BACKGROUND: Emerging immune-evasive viral variants threaten the efficacy of current vaccines, underscoring the need for strategies that elicit broad and durable protection. Heterologous prime-boost regimens combining distinct vaccine platforms can enhance humoral and cellular immunity through complementary mechanisms. METHODS: Using an intramuscular immunization scheme aligned with clinical vaccination practice, CD-1 mice received homologous or heterologous prime-boost regimens combining a replication-deficient Orf virus (Parapoxvirus orf, ORFV)-based spike vaccine (ORFV-S) with the licensed adjuvanted recombinant protein vaccine VidPrevtyn Beta. Spike-specific humoral and cellular immune responses were assessed. RESULTS: ORFV-S alone induced potent and broad spike-specific IgG responses and achieved the strongest ACE2-binding inhibition across variants of concern. ORFV-S priming followed by VidPrevtyn Beta boosting markedly enhanced the magnitude and cross-variant breadth of antibody responses compared with homologous protein vaccination.
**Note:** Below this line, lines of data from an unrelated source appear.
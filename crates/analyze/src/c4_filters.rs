//! C4: age and gender filter coverage.
//!
//! An age filter whose arms leave gaps resolves those ages through the
//! last-option fallback, which is rarely what the author meant. A
//! gender filter with a single arm stalls the other gender entirely
//! (the engine drops the question and drains the phase).

use serde::Serialize;
use triage_eval::filter::parse_age_arm;
use triage_rules::{Question, RulesetBundle};

use crate::graph::all_trees;

#[derive(Debug, Clone, Serialize)]
pub struct FilterIssue {
    pub source: String,
    pub symptom: String,
    pub qid: String,
    pub detail: String,
}

#[derive(Debug, Clone, Serialize)]
pub struct C4Result {
    pub age_filter_issues: Vec<FilterIssue>,
    pub gender_filter_issues: Vec<FilterIssue>,
}

/// Ages probed for coverage gaps, in half-year steps.
const MAX_PROBE_AGE: u32 = 120;

pub fn run(bundle: &RulesetBundle) -> C4Result {
    let mut age_filter_issues = Vec::new();
    let mut gender_filter_issues = Vec::new();
    for (source, symptom, questions) in all_trees(bundle) {
        for question in questions {
            match question {
                Question::AgeFilter { qid, options, .. } => {
                    let arms: Vec<_> = options.iter().filter_map(parse_age_arm).collect();
                    let detail = if arms.is_empty() {
                        Some("no option encodes an age threshold; every age takes the last-option fallback".to_string())
                    } else if let Some(age) = first_gap(&arms) {
                        Some(format!(
                            "no arm covers age {}; those ages take the last-option fallback",
                            age
                        ))
                    } else {
                        None
                    };
                    if let Some(detail) = detail {
                        age_filter_issues.push(FilterIssue {
                            source: source.to_string(),
                            symptom: symptom.to_string(),
                            qid: qid.clone(),
                            detail,
                        });
                    }
                }
                Question::GenderFilter { qid, options, .. } if options.len() < 2 => {
                    gender_filter_issues.push(FilterIssue {
                        source: source.to_string(),
                        symptom: symptom.to_string(),
                        qid: qid.clone(),
                        detail: format!(
                            "only {} option(s); unmatched genders produce no route",
                            options.len()
                        ),
                    });
                }
                _ => {}
            }
        }
    }
    C4Result {
        age_filter_issues,
        gender_filter_issues,
    }
}

fn first_gap(arms: &[triage_eval::filter::AgeArm]) -> Option<f64> {
    (0..=MAX_PROBE_AGE * 2)
        .map(|half| f64::from(half) / 2.0)
        .find(|&age| !arms.iter().any(|arm| arm.accepts(age)))
}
Both homologous ORFV-S and heterologous regimens incorporating ORFV-S elicited strong CD4(+) and CD8(+) T-cell responses, whereas VidPrevtyn Beta alone induced only modest T-cell activity, demonstrating that ORFV-S effectively complements protein-based vaccines. CONCLUSIONS: The ORFV-S vector represents a potent vaccine platform capable of inducing broad humoral and cellular immunity. Its use in heterologous prime-boost combinations enhances both antibody magnitude and breadth beyond homologous protein vaccination, supporting its application in vaccination strategies against evolving viral pathogens.